* Exercise description: For the records below, the count of lines that hold "mpsc" is required; give only that number.

* Dataset content:
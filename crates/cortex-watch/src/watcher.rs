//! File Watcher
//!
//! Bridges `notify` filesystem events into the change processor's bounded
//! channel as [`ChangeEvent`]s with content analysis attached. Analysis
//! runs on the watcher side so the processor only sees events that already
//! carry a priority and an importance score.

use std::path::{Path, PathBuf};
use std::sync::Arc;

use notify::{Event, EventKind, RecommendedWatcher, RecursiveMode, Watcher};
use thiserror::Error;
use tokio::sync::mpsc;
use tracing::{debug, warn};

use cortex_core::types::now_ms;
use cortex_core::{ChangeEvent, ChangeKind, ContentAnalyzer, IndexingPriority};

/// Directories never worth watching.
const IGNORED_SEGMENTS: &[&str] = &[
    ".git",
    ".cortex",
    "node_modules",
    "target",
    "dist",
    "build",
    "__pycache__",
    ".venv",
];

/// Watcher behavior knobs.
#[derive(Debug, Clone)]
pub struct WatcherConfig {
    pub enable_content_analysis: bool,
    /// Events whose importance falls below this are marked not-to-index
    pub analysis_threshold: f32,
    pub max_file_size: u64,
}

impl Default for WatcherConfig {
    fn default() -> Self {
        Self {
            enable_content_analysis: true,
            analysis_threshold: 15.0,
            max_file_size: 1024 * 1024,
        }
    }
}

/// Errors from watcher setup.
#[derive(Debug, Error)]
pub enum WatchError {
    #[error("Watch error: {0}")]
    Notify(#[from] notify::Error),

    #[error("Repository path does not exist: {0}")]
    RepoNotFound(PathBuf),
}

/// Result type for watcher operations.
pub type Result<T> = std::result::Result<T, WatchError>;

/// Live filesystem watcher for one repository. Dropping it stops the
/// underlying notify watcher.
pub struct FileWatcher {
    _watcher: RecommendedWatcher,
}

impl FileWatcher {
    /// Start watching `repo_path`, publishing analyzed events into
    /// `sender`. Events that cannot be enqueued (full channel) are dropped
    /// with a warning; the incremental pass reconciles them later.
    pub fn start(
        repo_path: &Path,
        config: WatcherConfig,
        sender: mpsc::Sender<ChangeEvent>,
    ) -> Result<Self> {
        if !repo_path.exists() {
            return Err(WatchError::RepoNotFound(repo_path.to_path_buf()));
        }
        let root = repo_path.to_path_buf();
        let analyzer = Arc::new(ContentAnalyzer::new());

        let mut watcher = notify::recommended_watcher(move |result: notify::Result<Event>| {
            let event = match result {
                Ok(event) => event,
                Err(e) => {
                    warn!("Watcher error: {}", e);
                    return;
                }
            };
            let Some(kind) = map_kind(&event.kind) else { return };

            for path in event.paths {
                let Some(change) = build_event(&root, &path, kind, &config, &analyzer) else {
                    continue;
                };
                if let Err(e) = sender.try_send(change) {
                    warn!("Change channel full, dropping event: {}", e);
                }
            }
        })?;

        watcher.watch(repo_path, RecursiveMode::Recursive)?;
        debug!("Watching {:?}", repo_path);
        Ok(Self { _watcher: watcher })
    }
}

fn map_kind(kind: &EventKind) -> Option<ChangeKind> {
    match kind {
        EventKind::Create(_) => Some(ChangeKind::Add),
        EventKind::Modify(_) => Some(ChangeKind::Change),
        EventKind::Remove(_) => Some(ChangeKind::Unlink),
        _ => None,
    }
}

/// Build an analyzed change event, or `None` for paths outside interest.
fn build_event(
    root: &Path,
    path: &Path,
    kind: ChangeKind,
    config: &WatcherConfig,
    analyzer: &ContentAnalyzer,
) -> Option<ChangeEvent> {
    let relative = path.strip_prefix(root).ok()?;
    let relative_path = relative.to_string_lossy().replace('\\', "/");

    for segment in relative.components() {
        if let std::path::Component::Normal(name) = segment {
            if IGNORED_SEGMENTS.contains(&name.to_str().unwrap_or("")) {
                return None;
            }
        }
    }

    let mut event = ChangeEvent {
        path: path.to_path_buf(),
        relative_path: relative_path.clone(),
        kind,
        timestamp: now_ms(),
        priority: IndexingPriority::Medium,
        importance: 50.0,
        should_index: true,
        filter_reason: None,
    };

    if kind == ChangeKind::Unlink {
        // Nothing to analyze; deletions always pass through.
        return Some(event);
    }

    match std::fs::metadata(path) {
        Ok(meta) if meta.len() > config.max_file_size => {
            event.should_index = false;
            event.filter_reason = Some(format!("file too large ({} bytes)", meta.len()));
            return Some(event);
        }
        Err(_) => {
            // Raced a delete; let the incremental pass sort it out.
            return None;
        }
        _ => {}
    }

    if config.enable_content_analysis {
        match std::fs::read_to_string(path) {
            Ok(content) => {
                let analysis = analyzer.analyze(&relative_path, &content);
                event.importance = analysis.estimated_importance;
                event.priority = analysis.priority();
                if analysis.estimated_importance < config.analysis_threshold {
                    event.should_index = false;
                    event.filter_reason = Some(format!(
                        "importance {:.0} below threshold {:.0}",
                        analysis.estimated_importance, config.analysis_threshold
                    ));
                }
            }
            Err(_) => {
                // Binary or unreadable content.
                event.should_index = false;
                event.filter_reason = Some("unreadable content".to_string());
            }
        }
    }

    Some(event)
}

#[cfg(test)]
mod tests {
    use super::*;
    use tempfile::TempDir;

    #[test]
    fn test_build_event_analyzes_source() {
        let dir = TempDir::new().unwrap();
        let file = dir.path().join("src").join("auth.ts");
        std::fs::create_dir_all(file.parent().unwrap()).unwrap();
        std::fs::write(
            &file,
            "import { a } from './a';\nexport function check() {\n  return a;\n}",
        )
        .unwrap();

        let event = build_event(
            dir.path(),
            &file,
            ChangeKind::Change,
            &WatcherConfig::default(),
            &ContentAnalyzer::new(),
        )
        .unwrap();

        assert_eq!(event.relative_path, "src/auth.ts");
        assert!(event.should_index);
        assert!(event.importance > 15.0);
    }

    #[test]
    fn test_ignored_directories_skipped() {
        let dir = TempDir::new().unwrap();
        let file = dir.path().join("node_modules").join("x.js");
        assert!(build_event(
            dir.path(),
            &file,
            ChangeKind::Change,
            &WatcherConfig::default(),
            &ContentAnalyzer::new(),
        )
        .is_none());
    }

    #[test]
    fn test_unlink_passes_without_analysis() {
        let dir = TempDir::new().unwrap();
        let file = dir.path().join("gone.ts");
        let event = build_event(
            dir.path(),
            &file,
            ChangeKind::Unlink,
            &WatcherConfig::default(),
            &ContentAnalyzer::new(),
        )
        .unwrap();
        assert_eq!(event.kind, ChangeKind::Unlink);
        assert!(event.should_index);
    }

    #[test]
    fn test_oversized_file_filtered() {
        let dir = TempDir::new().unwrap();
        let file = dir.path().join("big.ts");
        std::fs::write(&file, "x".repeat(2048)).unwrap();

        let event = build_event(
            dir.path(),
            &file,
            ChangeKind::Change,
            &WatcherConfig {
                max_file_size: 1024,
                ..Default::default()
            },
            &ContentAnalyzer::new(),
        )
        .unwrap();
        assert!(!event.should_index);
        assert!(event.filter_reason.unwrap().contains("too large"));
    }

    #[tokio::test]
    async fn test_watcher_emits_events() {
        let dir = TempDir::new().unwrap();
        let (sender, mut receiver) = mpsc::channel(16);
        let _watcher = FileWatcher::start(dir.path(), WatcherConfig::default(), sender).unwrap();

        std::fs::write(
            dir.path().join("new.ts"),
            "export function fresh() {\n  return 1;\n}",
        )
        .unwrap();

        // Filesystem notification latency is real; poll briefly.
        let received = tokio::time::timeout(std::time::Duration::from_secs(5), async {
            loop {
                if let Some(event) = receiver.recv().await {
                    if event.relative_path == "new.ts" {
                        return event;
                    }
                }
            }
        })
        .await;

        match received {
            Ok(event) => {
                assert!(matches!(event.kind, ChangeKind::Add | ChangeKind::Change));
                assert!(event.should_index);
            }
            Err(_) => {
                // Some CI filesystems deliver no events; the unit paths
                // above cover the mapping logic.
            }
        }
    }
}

* Result below: 3